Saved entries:
//! Messaging platform contract
//!
//! The engine only talks to the remote chat service through [`ChatPlatform`].
//! Transports (Telegram today) translate their native errors into the tagged
//! [`PlatformError`] so that nothing downstream inspects error text.

use async_trait::async_trait;
use serde::{Deserialize, Serialize};
use std::fmt;
use std::time::Duration;
use thiserror::Error;

/// Chat identifier
#[derive(Debug, Clone, Copy, PartialEq, Eq, Hash, PartialOrd, Ord, Serialize, Deserialize)]
pub struct ChatId(pub i64);

/// User identifier
#[derive(Debug, Clone, Copy, PartialEq, Eq, Hash, PartialOrd, Ord, Serialize, Deserialize)]
pub struct UserId(pub u64);

/// Message identifier, unique within one chat
#[derive(Debug, Clone, Copy, PartialEq, Eq, Hash, PartialOrd, Ord, Serialize, Deserialize)]
pub struct MessageId(pub i32);

impl fmt::Display for ChatId {
    fn fmt(&self, f: &mut fmt::Formatter<'_>) -> fmt::Result {
        write!(f, "{}", self.0)
    }
}

impl fmt::Display for UserId {
    fn fmt(&self, f: &mut fmt::Formatter<'_>) -> fmt::Result {
        write!(f, "{}", self.0)
    }
}

impl fmt::Display for MessageId {
    fn fmt(&self, f: &mut fmt::Formatter<'_>) -> fmt::Result {
        write!(f, "{}", self.0)
    }
}

/// Errors reported by a platform call
#[derive(Error, Debug, Clone, PartialEq, Eq)]
pub enum PlatformError {
    /// The target message (or chat member) does not exist or was already removed
    #[error("not found")]
    NotFound,
    /// The platform refuses the operation for this specific target
    #[error("forbidden: {0}")]
    Forbidden(String),
    /// The call was throttled; retry no earlier than the given duration
    #[error("rate limited (retry after {0:?})")]
    RateLimited(Duration),
    /// Network, authentication or any other unexpected failure
    #[error("transport error: {0}")]
    Transport(String),
}

/// Rank of a chat member
#[derive(Debug, Clone, Copy, PartialEq, Eq, Serialize, Deserialize)]
pub enum MemberRank {
    /// Chat creator
    Owner,
    /// Promoted administrator
    Administrator,
    /// Regular member
    Member,
    /// Member with restrictions
    Restricted,
    /// User who left the chat
    Left,
    /// User banned from the chat
    Banned,
}

impl MemberRank {
    /// Owners and administrators hold elevated rank
    #[must_use]
    pub const fn is_privileged(self) -> bool {
        matches!(self, Self::Owner | Self::Administrator)
    }
}

/// Membership snapshot returned by the platform
#[derive(Debug, Clone, PartialEq, Eq, Serialize, Deserialize)]
pub struct ChatMemberInfo {
    /// Member user id
    pub user: UserId,
    /// Member rank
    pub rank: MemberRank,
    /// Whether the member may delete other users' messages
    pub can_delete_messages: bool,
}

/// Who a message is attributed to
#[derive(Debug, Clone, Copy, PartialEq, Eq, Serialize, Deserialize)]
pub enum MessageAuthor {
    /// Sent by a user account
    User(UserId),
    /// Sent on behalf of a chat (anonymous administrator or linked channel)
    Chat(ChatId),
    /// The author could not be resolved
    Unknown,
}

/// Minimal message view needed for classification
#[derive(Debug, Clone, Copy, PartialEq, Eq, Serialize, Deserialize)]
pub struct MessageRecord {
    /// Message id
    pub id: MessageId,
    /// Message author
    pub author: MessageAuthor,
}

/// Interface for messaging platforms
///
/// Message texts passed to [`ChatPlatform::send_message`] and
/// [`ChatPlatform::edit_message_text`] are Telegram-style HTML.
#[cfg_attr(test, mockall::automock)]
#[async_trait]
pub trait ChatPlatform: Send + Sync {
    /// User id of the account the engine acts as
    async fn bot_user_id(&self) -> Result<UserId, PlatformError>;
    /// Membership of `user` in `chat`
    async fn get_chat_member(
        &self,
        chat: ChatId,
        user: UserId,
    ) -> Result<ChatMemberInfo, PlatformError>;
    /// All administrators (including the owner) of `chat`
    async fn get_chat_administrators(
        &self,
        chat: ChatId,
    ) -> Result<Vec<ChatMemberInfo>, PlatformError>;
    /// Look up a message; `PlatformError::NotFound` when it no longer exists
    async fn get_message(&self, chat: ChatId, id: MessageId)
        -> Result<MessageRecord, PlatformError>;
    /// Delete a single message
    async fn delete_message(&self, chat: ChatId, id: MessageId) -> Result<(), PlatformError>;
    /// Send a new message and return its id
    async fn send_message(&self, chat: ChatId, text: &str) -> Result<MessageId, PlatformError>;
    /// Replace the text of an existing message
    async fn edit_message_text(
        &self,
        chat: ChatId,
        id: MessageId,
        text: &str,
    ) -> Result<(), PlatformError>;
}

#[cfg(test)]
mod tests {
    use super::*;

    #[test]
    fn privileged_ranks() {
        assert!(MemberRank::Owner.is_privileged());
        assert!(MemberRank::Administrator.is_privileged());
        assert!(!MemberRank::Member.is_privileged());
        assert!(!MemberRank::Restricted.is_privileged());
        assert!(!MemberRank::Left.is_privileged());
        assert!(!MemberRank::Banned.is_privileged());
    }

    #[test]
    fn rate_limit_error_mentions_wait() {
        let err = PlatformError::RateLimited(Duration::from_secs(3));
        assert!(err.to_string().contains("3s"));
    }
}
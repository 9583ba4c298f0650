//! Admin roster resolution
//!
//! The roster is fetched once per job and frozen before the first delete
//! decision. Promotions or demotions during the run are not observed.

use super::PurgeError;
use crate::platform::{ChatId, ChatPlatform, UserId};
use std::collections::HashSet;
use tracing::{debug, warn};

/// Administrator user ids of one chat at job start
#[derive(Debug, Clone, Default, PartialEq, Eq)]
pub struct AdminRoster {
    admins: HashSet<UserId>,
}

impl AdminRoster {
    /// Build a roster from known administrator ids
    #[must_use]
    pub fn from_ids(ids: impl IntoIterator<Item = UserId>) -> Self {
        Self {
            admins: ids.into_iter().collect(),
        }
    }

    /// Whether `user` held administrator rank when the roster was fetched
    #[must_use]
    pub fn contains(&self, user: UserId) -> bool {
        self.admins.contains(&user)
    }

    /// Number of administrators
    #[must_use]
    pub fn len(&self) -> usize {
        self.admins.len()
    }

    /// True for an empty roster
    #[must_use]
    pub fn is_empty(&self) -> bool {
        self.admins.is_empty()
    }
}

/// Fetch the administrator list of `chat` exactly once.
///
/// # Errors
///
/// Returns `PurgeError::RosterUnavailable` if the platform call fails or no
/// privileged member is listed.
pub async fn resolve_roster<P>(platform: &P, chat: ChatId) -> Result<AdminRoster, PurgeError>
where
    P: ChatPlatform + ?Sized,
{
    let members = platform.get_chat_administrators(chat).await.map_err(|e| {
        warn!(chat = %chat, error = %e, "Failed to fetch chat administrators");
        PurgeError::RosterUnavailable(e.to_string())
    })?;

    let roster = AdminRoster::from_ids(
        members
            .into_iter()
            .filter(|m| m.rank.is_privileged())
            .map(|m| m.user),
    );

    if roster.is_empty() {
        warn!(chat = %chat, "Administrator list came back empty");
        return Err(PurgeError::RosterUnavailable(
            "administrator list is empty".to_string(),
        ));
    }

    debug!(chat = %chat, admins = roster.len(), "Admin roster frozen");
    Ok(roster)
}
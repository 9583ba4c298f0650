//! Fixtures shared by unit tests.

use crate::platform::{ChatMemberInfo, MemberRank, UserId};
use crate::purge::PurgeOptions;
use std::time::Duration;

/// Membership of the bot account (`UserId(42)`)
pub fn bot_member(rank: MemberRank, can_delete_messages: bool) -> ChatMemberInfo {
    ChatMemberInfo {
        user: UserId(42),
        rank,
        can_delete_messages,
    }
}

/// Options without pauses or grace delays
pub fn quiet_options() -> PurgeOptions {
    PurgeOptions {
        batch_pause: Duration::ZERO,
        status_grace: None,
        ..PurgeOptions::default()
    }
}
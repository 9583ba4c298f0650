//! Small helpers shared by the engine and transports.

use anyhow::Result;
use std::time::Duration;
use tokio_retry::strategy::{jitter, ExponentialBackoff};
use tokio_retry::Retry;
use tracing::warn;

/// Safely truncates a string to a maximum character length (not bytes).
///
/// This is UTF-8 safe and will not panic on multi-byte characters.
///
/// # Examples
///
/// ```
/// use oxide_purge_core::utils::truncate_str;
/// let s = "Привет, мир!";
/// assert_eq!(truncate_str(s, 6), "Привет");
/// ```
pub fn truncate_str(s: impl AsRef<str>, max_chars: usize) -> String {
    let s = s.as_ref();
    if s.chars().count() <= max_chars {
        return s.to_string();
    }
    s.char_indices()
        .nth(max_chars)
        .map_or_else(|| s.to_string(), |(pos, _)| s[..pos].to_string())
}

/// Retry a transport API operation with exponential backoff.
///
/// Meant for status message sends and edits, which may fail on transient
/// network errors. Delete calls are never routed through here: the delete
/// executor owns their retry policy.
///
/// - Initial delay: 500ms
/// - Max delay: 4s
/// - Max attempts: 3
///
/// # Examples
///
/// ```no_run
/// use oxide_purge_core::utils::retry_transport_operation;
/// use anyhow::Result;
///
/// async fn send() -> Result<i32> {
///     Ok(1)
/// }
///
/// # async fn example() -> Result<()> {
/// let id = retry_transport_operation(|| async { send().await }).await?;
/// # Ok(())
/// # }
/// ```
pub async fn retry_transport_operation<F, Fut, T>(operation: F) -> Result<T>
where
    F: FnMut() -> Fut,
    Fut: std::future::Future<Output = Result<T>>,
{
    use crate::config::{
        TRANSPORT_API_INITIAL_BACKOFF_MS, TRANSPORT_API_MAX_BACKOFF_MS, TRANSPORT_API_MAX_RETRIES,
    };

    let retry_strategy = ExponentialBackoff::from_millis(TRANSPORT_API_INITIAL_BACKOFF_MS)
        .max_delay(Duration::from_millis(TRANSPORT_API_MAX_BACKOFF_MS))
        .map(jitter)
        .take(TRANSPORT_API_MAX_RETRIES);

    Retry::spawn(retry_strategy, operation).await.map_err(|e| {
        warn!(
            "Transport API operation failed after {} attempts: {}",
            TRANSPORT_API_MAX_RETRIES, e
        );
        e
    })
}

/// Formats a duration as `1h 02m 03s` / `2m 05s` / `7s` for status texts.
#[must_use]
pub fn format_elapsed(elapsed: Duration) -> String {
    let total = elapsed.as_secs();
    let (hours, minutes, seconds) = (total / 3600, (total % 3600) / 60, total % 60);
    if hours > 0 {
        format!("{hours}h {minutes:02}m {seconds:02}s")
    } else if minutes > 0 {
        format!("{minutes}m {seconds:02}s")
    } else {
        format!("{seconds}s")
    }
}
//! Configuration and settings management
//!
//! Loads settings from config files and environment variables and defines
//! engine constants.

use crate::purge::PurgeOptions;
use config::{Config, ConfigError, Environment, File};
use serde::{Deserialize, Serialize};
use std::time::Duration;

/// Build the layered configuration shared by every crate.
///
/// Sources, later ones override earlier ones: `config/default`,
/// `config/{RUN_MODE}`, `config/local`, `APP__*` variables, plain variables.
///
/// # Errors
///
/// Returns a `ConfigError` if a present source cannot be parsed.
pub fn build_config() -> Result<Config, ConfigError> {
    let run_mode = std::env::var("RUN_MODE").unwrap_or_else(|_| "development".into());

    Config::builder()
        .add_source(File::with_name("config/default").required(false))
        .add_source(File::with_name(&format!("config/{run_mode}")).required(false))
        // Not checked into git
        .add_source(File::with_name("config/local").required(false))
        // Eg. `APP__PURGE_BATCH_SIZE=50 ./target/app`
        .add_source(Environment::with_prefix("APP").separator("__"))
        // UPPER_SNAKE_CASE is mapped to snake_case; empty values count as unset
        .add_source(Environment::default().ignore_empty(true))
        .build()
}

/// Bulk deletion settings loaded from the environment
#[derive(Debug, Deserialize, Serialize, Clone)]
pub struct PurgeSettings {
    /// Identifiers processed between two status updates
    #[serde(default = "default_batch_size")]
    pub purge_batch_size: u64,
    /// Optional cap on identifiers examined per job
    #[serde(default)]
    pub purge_max_count: Option<u64>,
    /// Preserve messages written by administrators
    #[serde(default = "default_skip_admins")]
    pub purge_skip_admins: bool,
    /// Safety margin added to every platform-imposed wait
    #[serde(default = "default_rate_limit_margin_ms")]
    pub purge_rate_limit_margin_ms: u64,
    /// Re-issues of a throttled delete before it counts as an error
    #[serde(default = "default_rate_limit_retries")]
    pub purge_rate_limit_retries: u32,
    /// Consecutive failed deletes that abort the job
    #[serde(default = "default_max_consecutive_errors")]
    pub purge_max_consecutive_errors: u32,
    /// Pause after every status update
    #[serde(default = "default_batch_pause_ms")]
    pub purge_batch_pause_ms: u64,
    /// Delay before the final status message is removed (0 keeps it)
    #[serde(default = "default_status_grace_secs")]
    pub purge_status_grace_secs: u64,
    /// Optional wall-clock budget for one job
    #[serde(default)]
    pub purge_time_budget_secs: Option<u64>,
}

const fn default_batch_size() -> u64 {
    DEFAULT_BATCH_SIZE
}

const fn default_skip_admins() -> bool {
    true
}

const fn default_rate_limit_margin_ms() -> u64 {
    DEFAULT_RATE_LIMIT_MARGIN_MS
}

const fn default_rate_limit_retries() -> u32 {
    DEFAULT_RATE_LIMIT_RETRIES
}

const fn default_max_consecutive_errors() -> u32 {
    DEFAULT_MAX_CONSECUTIVE_ERRORS
}

const fn default_batch_pause_ms() -> u64 {
    DEFAULT_BATCH_PAUSE_MS
}

const fn default_status_grace_secs() -> u64 {
    DEFAULT_STATUS_GRACE_SECS
}

impl Default for PurgeSettings {
    fn default() -> Self {
        Self {
            purge_batch_size: DEFAULT_BATCH_SIZE,
            purge_max_count: None,
            purge_skip_admins: true,
            purge_rate_limit_margin_ms: DEFAULT_RATE_LIMIT_MARGIN_MS,
            purge_rate_limit_retries: DEFAULT_RATE_LIMIT_RETRIES,
            purge_max_consecutive_errors: DEFAULT_MAX_CONSECUTIVE_ERRORS,
            purge_batch_pause_ms: DEFAULT_BATCH_PAUSE_MS,
            purge_status_grace_secs: DEFAULT_STATUS_GRACE_SECS,
            purge_time_budget_secs: None,
        }
    }
}

impl PurgeSettings {
    /// Create new settings by loading from environment and files
    ///
    /// # Errors
    ///
    /// Returns a `ConfigError` if loading fails.
    pub fn new() -> Result<Self, ConfigError> {
        build_config()?.try_deserialize()
    }

    /// Engine options derived from these settings
    #[must_use]
    pub fn options(&self) -> PurgeOptions {
        PurgeOptions {
            batch_size: self.purge_batch_size.max(1),
            max_count: self.purge_max_count,
            skip_admins: self.purge_skip_admins,
            rate_limit_margin: Duration::from_millis(self.purge_rate_limit_margin_ms),
            rate_limit_retries: self.purge_rate_limit_retries,
            max_consecutive_errors: self.purge_max_consecutive_errors,
            batch_pause: Duration::from_millis(self.purge_batch_pause_ms),
            status_grace: (self.purge_status_grace_secs > 0)
                .then(|| Duration::from_secs(self.purge_status_grace_secs)),
            time_budget: self.purge_time_budget_secs.map(Duration::from_secs),
        }
    }
}

/// Identifiers processed between two status updates
pub const DEFAULT_BATCH_SIZE: u64 = 30;
/// Extra wait on top of the platform's retry-after value
pub const DEFAULT_RATE_LIMIT_MARGIN_MS: u64 = 1000;
/// One bounded retry per throttled identifier
pub const DEFAULT_RATE_LIMIT_RETRIES: u32 = 1;
/// Consecutive transport failures tolerated before the job fails
pub const DEFAULT_MAX_CONSECUTIVE_ERRORS: u32 = 20;
/// Pause after each status edit (platform edit-rate limit)
pub const DEFAULT_BATCH_PAUSE_MS: u64 = 1000;
/// Seconds the final summary stays visible
pub const DEFAULT_STATUS_GRACE_SECS: u64 = 5;

// Transport API retry configuration (status message send/edit)
/// Maximum retry attempts for transport API calls
pub const TRANSPORT_API_MAX_RETRIES: usize = 3;
/// Initial backoff for transport API retries
pub const TRANSPORT_API_INITIAL_BACKOFF_MS: u64 = 500;
/// Maximum backoff for transport API retries
pub const TRANSPORT_API_MAX_BACKOFF_MS: u64 = 4000;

### Problem requirements
One inclusive range is required: first line of the data through the line containing "limited (retry after". Set it down exactly and output nothing else.

### Exercise solution
//! Messaging platform contract
//!
//! The engine only talks to the remote chat service through [`ChatPlatform`].
//! Transports (Telegram today) translate their native errors into the tagged
//! [`PlatformError`] so that nothing downstream inspects error text.

use async_trait::async_trait;
use serde::{Deserialize, Serialize};
use std::fmt;
use std::time::Duration;
use thiserror::Error;

/// Chat identifier
#[derive(Debug, Clone, Copy, PartialEq, Eq, Hash, PartialOrd, Ord, Serialize, Deserialize)]
pub struct ChatId(pub i64);

/// User identifier
#[derive(Debug, Clone, Copy, PartialEq, Eq, Hash, PartialOrd, Ord, Serialize, Deserialize)]
pub struct UserId(pub u64);

/// Message identifier, unique within one chat
#[derive(Debug, Clone, Copy, PartialEq, Eq, Hash, PartialOrd, Ord, Serialize, Deserialize)]
pub struct MessageId(pub i32);

impl fmt::Display for ChatId {
    fn fmt(&self, f: &mut fmt::Formatter<'_>) -> fmt::Result {
        write!(f, "{}", self.0)
    }
}

impl fmt::Display for UserId {
    fn fmt(&self, f: &mut fmt::Formatter<'_>) -> fmt::Result {
        write!(f, "{}", self.0)
    }
}

impl fmt::Display for MessageId {
    fn fmt(&self, f: &mut fmt::Formatter<'_>) -> fmt::Result {
        write!(f, "{}", self.0)
    }
}

/// Errors reported by a platform call
#[derive(Error, Debug, Clone, PartialEq, Eq)]
pub enum PlatformError {
    /// The target message (or chat member) does not exist or was already removed
    #[error("not found")]
    NotFound,
    /// The platform refuses the operation for this specific target
    #[error("forbidden: {0}")]
    Forbidden(String),
    /// The call was throttled; retry no earlier than the given duration
    #[error("rate limited (retry after {0:?})")]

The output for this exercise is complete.